▸ Exercise aim
For each line in the data below that has the word "RecoverySettings", copy that line.

▸ Material supplied
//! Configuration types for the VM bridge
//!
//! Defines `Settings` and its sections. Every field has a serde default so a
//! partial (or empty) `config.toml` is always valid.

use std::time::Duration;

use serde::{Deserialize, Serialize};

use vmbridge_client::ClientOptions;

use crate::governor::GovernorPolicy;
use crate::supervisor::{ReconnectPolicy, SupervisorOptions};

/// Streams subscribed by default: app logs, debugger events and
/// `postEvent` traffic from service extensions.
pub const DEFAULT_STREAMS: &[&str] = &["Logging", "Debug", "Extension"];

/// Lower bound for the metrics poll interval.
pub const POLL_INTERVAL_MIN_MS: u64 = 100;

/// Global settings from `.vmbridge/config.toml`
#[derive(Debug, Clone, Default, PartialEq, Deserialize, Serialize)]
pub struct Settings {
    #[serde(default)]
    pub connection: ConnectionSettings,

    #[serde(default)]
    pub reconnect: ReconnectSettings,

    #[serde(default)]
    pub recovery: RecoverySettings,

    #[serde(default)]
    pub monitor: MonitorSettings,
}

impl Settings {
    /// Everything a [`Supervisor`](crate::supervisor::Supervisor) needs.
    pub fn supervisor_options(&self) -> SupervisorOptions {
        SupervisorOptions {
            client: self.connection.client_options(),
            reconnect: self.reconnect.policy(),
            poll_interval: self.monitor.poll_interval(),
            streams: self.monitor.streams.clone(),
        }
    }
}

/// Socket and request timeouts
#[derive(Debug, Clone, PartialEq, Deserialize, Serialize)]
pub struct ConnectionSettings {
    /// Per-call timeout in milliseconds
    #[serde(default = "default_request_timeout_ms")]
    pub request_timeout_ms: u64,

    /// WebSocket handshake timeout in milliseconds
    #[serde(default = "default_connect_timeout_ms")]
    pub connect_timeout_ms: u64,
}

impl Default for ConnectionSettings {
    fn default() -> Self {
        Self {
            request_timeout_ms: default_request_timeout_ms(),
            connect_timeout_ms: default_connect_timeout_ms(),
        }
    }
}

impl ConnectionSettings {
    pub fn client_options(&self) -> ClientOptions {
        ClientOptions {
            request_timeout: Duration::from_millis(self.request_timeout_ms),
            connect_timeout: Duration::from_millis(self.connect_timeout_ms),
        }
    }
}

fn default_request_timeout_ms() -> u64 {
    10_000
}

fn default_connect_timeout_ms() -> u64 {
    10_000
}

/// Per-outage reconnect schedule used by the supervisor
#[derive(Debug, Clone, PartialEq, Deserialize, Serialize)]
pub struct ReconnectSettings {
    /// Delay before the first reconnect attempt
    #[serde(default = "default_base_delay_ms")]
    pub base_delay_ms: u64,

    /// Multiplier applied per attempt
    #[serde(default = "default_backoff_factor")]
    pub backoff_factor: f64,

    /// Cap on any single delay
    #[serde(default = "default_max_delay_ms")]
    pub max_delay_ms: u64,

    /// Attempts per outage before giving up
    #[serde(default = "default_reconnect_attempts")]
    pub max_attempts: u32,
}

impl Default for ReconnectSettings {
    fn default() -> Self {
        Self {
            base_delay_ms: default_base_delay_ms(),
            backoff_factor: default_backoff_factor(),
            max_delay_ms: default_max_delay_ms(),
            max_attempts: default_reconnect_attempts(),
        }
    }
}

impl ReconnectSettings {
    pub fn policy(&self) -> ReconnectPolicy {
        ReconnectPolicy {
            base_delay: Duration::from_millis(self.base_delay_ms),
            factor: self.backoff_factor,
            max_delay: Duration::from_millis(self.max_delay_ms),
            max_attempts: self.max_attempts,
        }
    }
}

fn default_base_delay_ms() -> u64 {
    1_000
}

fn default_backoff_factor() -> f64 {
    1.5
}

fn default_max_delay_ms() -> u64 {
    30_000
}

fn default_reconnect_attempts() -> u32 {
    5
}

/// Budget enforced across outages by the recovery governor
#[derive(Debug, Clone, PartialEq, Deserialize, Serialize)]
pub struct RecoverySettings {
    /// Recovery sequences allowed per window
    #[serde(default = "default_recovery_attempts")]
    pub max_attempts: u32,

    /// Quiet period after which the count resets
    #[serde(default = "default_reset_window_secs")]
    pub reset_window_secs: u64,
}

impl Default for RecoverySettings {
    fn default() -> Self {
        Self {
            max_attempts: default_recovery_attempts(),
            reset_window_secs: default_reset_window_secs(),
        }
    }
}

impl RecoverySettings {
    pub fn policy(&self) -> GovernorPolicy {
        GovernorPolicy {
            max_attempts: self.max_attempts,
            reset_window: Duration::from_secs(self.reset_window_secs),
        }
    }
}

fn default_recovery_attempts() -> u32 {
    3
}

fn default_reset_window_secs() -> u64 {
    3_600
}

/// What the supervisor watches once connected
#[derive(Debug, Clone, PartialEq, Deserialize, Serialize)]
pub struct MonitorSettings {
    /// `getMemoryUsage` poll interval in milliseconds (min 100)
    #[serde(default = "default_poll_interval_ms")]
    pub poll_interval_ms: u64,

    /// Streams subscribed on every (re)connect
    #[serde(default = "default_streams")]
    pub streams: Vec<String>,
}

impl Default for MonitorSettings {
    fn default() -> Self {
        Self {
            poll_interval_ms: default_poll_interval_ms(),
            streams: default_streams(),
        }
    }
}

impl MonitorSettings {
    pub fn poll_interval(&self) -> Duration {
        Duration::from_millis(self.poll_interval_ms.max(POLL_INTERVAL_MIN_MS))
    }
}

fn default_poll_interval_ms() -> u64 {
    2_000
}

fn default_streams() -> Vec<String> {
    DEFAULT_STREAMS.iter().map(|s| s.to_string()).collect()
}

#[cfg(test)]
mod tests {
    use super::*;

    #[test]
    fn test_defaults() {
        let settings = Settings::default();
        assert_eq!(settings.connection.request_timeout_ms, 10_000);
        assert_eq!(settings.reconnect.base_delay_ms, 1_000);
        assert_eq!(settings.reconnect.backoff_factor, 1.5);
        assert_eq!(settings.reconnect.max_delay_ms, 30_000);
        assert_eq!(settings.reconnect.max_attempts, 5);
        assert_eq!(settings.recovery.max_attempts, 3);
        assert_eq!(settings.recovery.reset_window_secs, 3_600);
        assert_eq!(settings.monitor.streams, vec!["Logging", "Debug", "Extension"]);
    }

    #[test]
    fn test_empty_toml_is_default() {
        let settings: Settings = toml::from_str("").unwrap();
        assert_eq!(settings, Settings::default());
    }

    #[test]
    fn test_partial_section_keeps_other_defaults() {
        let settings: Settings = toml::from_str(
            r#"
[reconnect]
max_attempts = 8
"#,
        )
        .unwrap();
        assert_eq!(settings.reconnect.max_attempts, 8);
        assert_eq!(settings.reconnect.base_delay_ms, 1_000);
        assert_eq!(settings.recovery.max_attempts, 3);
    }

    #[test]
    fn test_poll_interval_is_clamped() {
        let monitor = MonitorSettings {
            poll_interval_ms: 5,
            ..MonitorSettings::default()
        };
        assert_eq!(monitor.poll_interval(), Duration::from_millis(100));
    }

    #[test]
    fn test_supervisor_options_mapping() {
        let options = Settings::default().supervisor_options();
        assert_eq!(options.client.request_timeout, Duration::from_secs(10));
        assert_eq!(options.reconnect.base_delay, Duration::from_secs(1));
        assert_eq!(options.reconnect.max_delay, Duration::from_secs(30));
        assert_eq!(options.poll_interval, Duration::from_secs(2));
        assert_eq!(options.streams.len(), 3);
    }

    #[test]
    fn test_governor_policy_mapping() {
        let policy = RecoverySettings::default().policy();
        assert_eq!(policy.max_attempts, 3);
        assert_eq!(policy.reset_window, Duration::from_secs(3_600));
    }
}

▸ Response to this exercise
    pub recovery: RecoverySettings,
pub struct RecoverySettings {
impl Default for RecoverySettings {
impl RecoverySettings {
        let policy = RecoverySettings::default().policy();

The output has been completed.